**GIVEN DATA:**
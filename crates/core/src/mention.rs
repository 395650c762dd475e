/// Removes the addressing token from a mention and returns the question.
///
/// A leading `<@ID>` (or `<@ID|name>`) is removed only when it addresses the
/// known bot user; references to other users stay part of the question. A
/// plain `@name` token is always treated as the addressing token. Text that
/// does not start with a mention keeps every word.
pub fn strip_mention(raw_text: &str, mentioned_user_id: Option<&str>) -> String {
    let trimmed = raw_text.trim_start();
    let Some((first, rest)) = split_first_token(trimmed) else {
        return String::new();
    };

    let is_mention = match (mention_user_id(first), mentioned_user_id) {
        (Some(found), Some(bot)) => found == bot,
        (Some(_), None) => true,
        (None, _) => is_plain_mention(first),
    };

    if is_mention {
        rest.trim().to_owned()
    } else {
        trimmed.trim_end().to_owned()
    }
}

fn split_first_token(text: &str) -> Option<(&str, &str)> {
    if text.is_empty() {
        return None;
    }
    match text.find(char::is_whitespace) {
        Some(index) => Some((&text[..index], &text[index..])),
        None => Some((text, "")),
    }
}

fn mention_user_id(token: &str) -> Option<&str> {
    let inner = token.strip_prefix("<@")?.strip_suffix('>')?;
    let id = inner.split('|').next().unwrap_or(inner);
    (!id.is_empty()).then_some(id)
}

fn is_plain_mention(token: &str) -> bool {
    token.len() > 1 && token.starts_with('@')
}

#[cfg(test)]
mod tests {
    use super::strip_mention;

    #[test]
    fn strips_plain_at_mention() {
        assert_eq!(strip_mention("@bot what is 2+2", None), "what is 2+2");
        assert_eq!(strip_mention("@bot what is 2+2", Some("U0BOT")), "what is 2+2");
    }

    #[test]
    fn strips_slack_user_reference_for_known_bot() {
        assert_eq!(
            strip_mention("<@U0BOT> what restaurants are nearby?", Some("U0BOT")),
            "what restaurants are nearby?"
        );
        assert_eq!(strip_mention("<@U0BOT|askbot>   hello", Some("U0BOT")), "hello");
    }

    #[test]
    fn keeps_first_word_when_no_leading_mention() {
        assert_eq!(strip_mention("what is 2+2", None), "what is 2+2");
        assert_eq!(strip_mention("what is 2+2 <@U0BOT>", Some("U0BOT")), "what is 2+2 <@U0BOT>");
    }

    #[test]
    fn leaves_mentions_of_other_users_in_place() {
        assert_eq!(
            strip_mention("<@U0OTHER> can you check this", Some("U0BOT")),
            "<@U0OTHER> can you check this"
        );
    }

    #[test]
    fn mention_only_text_yields_empty_query() {
        assert_eq!(strip_mention("<@U0BOT>", Some("U0BOT")), "");
        assert_eq!(strip_mention("   ", None), "");
    }

    #[test]
    fn multiline_queries_survive_stripping() {
        assert_eq!(strip_mention("<@U0BOT>\nfirst line\nsecond", None), "first line\nsecond");
    }
}
use std::time::Duration;

use askbot_agent::{build_assistant, AgentService};
use askbot_core::config::{AppConfig, LoadOptions};
use askbot_core::strip_mention;

use crate::commands::{CommandResult, EXIT_CONFIG, EXIT_RUNTIME};

pub fn run(question: &str) -> CommandResult {
    let config = match AppConfig::load(LoadOptions::default()) {
        Ok(config) => config,
        Err(error) => {
            return CommandResult::failure("ask", "config_validation", error.to_string(), EXIT_CONFIG)
        }
    };

    let query = strip_mention(question, None);
    if query.trim().is_empty() {
        return CommandResult::failure("ask", "empty_question", "the question was empty", EXIT_RUNTIME);
    }

    let agent = match build_assistant(&config.agent) {
        Ok(agent) => agent,
        Err(error) => {
            return CommandResult::failure("ask", "agent_setup", error.to_string(), EXIT_RUNTIME)
        }
    };

    let runtime = match tokio::runtime::Builder::new_current_thread().enable_all().build() {
        Ok(runtime) => runtime,
        Err(error) => {
            return CommandResult::failure(
                "ask",
                "runtime",
                format!("failed to initialize async runtime: {error}"),
                EXIT_RUNTIME,
            )
        }
    };

    let deadline = Duration::from_secs(config.agent.timeout_secs);
    let answer = runtime.block_on(async { tokio::time::timeout(deadline, agent.answer(&query)).await });

    match answer {
        Ok(Ok(answer)) => CommandResult::success("ask", answer),
        Ok(Err(error)) => CommandResult::failure("ask", "agent_failure", error.to_string(), EXIT_RUNTIME),
        Err(_) => CommandResult::failure(
            "ask",
            "agent_timeout",
            format!("the agent did not answer within {}s", deadline.as_secs()),
            EXIT_RUNTIME,
        ),
    }
}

**ACTIVITY:**
All of the records above are to be set down again exactly.

**SOLVED PROBLEM:**
filename crates/core/src/mention.rs
repository 395650c762dd475e
/// Removes the addressing token from a mention and returns the question.
///
/// A leading `<@ID>` (or `<@ID|name>`) is removed only when it addresses the
/// known bot user; references to other users stay part of the question. A
/// plain `@name` token is always treated as the addressing token. Text that
/// does not start with a mention keeps every word.
pub fn strip_mention(raw_text: &str, mentioned_user_id: Option<&str>) -> String {
    let trimmed = raw_text.trim_start();
    let Some((first, rest)) = split_first_token(trimmed) else {
        return String::new();
    };

    let is_mention = match (mention_user_id(first), mentioned_user_id) {
        (Some(found), Some(bot)) => found == bot,
        (Some(_), None) => true,
        (None, _) => is_plain_mention(first),
    };

    if is_mention {
        rest.trim().to_owned()
    } else {
        trimmed.trim_end().to_owned()
    }
}

fn split_first_token(text: &str) -> Option<(&str, &str)> {
    if text.is_empty() {
        return None;
    }
    match text.find(char::is_whitespace) {
        Some(index) => Some((&text[..index], &text[index..])),
        None => Some((text, "")),
    }
}

fn mention_user_id(token: &str) -> Option<&str> {
    let inner = token.strip_prefix("<@")?.strip_suffix('>')?;
    let id = inner.split('|').next().unwrap_or(inner);
    (!id.is_empty()).then_some(id)
}

fn is_plain_mention(token: &str) -> bool {
    token.len() > 1 && token.starts_with('@')
}

#[cfg(test)]
mod tests {
    use super::strip_mention;

    #[test]
    fn strips_plain_at_mention() {
        assert_eq!(strip_mention("@bot what is 2+2", None), "what is 2+2");
        assert_eq!(strip_mention("@bot what is 2+2", Some("U0BOT")), "what is 2+2");
    }

    #[test]
    fn strips_slack_user_reference_for_known_bot() {
        assert_eq!(
            strip_mention("<@U0BOT> what restaurants are nearby?", Some("U0BOT")),
            "what restaurants are nearby?"
        );
        assert_eq!(strip_mention("<@U0BOT|askbot>   hello", Some("U0BOT")), "hello");
    }

    #[test]
    fn keeps_first_word_when_no_leading_mention() {
        assert_eq!(strip_mention("what is 2+2", None), "what is 2+2");
        assert_eq!(strip_mention("what is 2+2 <@U0BOT>", Some("U0BOT")), "what is 2+2 <@U0BOT>");
    }

    #[test]
    fn leaves_mentions_of_other_users_in_place() {
        assert_eq!(
            strip_mention("<@U0OTHER> can you check this", Some("U0BOT")),
            "<@U0OTHER> can you check this"
        );
    }

    #[test]
    fn mention_only_text_yields_empty_query() {
        assert_eq!(strip_mention("<@U0BOT>", Some("U0BOT")), "");
        assert_eq!(strip_mention("   ", None), "");
    }

    #[test]
    fn multiline_queries_survive_stripping() {
        assert_eq!(strip_mention("<@U0BOT>\nfirst line\nsecond", None), "first line\nsecond");
    }
}
use std::time::Duration;

use askbot_agent::{build_assistant, AgentService};
use askbot_core::config::{AppConfig, LoadOptions};
use askbot_core::strip_mention;

use crate::commands::{CommandResult, EXIT_CONFIG, EXIT_RUNTIME};

pub fn run(question: &str) -> CommandResult {
    let config = match AppConfig::load(LoadOptions::default()) {
        Ok(config) => config,
        Err(error) => {
            return CommandResult::failure("ask", "config_validation", error.to_string(), EXIT_CONFIG)
        }
    };

    let query = strip_mention(question, None);
    if query.trim().is_empty() {
        return CommandResult::failure("ask", "empty_question", "the question was empty", EXIT_RUNTIME);
    }

    let agent = match build_assistant(&config.agent) {
        Ok(agent) => agent,
        Err(error) => {
            return CommandResult::failure("ask", "agent_setup", error.to_string(), EXIT_RUNTIME)
        }
    };

    let runtime = match tokio::runtime::Builder::new_current_thread().enable_all().build() {
        Ok(runtime) => runtime,
        Err(error) => {
            return CommandResult::failure(
                "ask",
                "runtime",
                format!("failed to initialize async runtime: {error}"),
                EXIT_RUNTIME,
            )
        }
    };

    let deadline = Duration::from_secs(config.agent.timeout_secs);
    let answer = runtime.block_on(async { tokio::time::timeout(deadline, agent.answer(&query)).await });

    match answer {
        Ok(Ok(answer)) => CommandResult::success("ask", answer),
        Ok(Err(error)) => CommandResult::failure("ask", "agent_failure", error.to_string(), EXIT_RUNTIME),
        Err(_) => CommandResult::failure(
            "ask",
            "agent_timeout",
            format!("the agent did not answer within {}s", deadline.as_secs()),
            EXIT_RUNTIME,
        ),
    }
}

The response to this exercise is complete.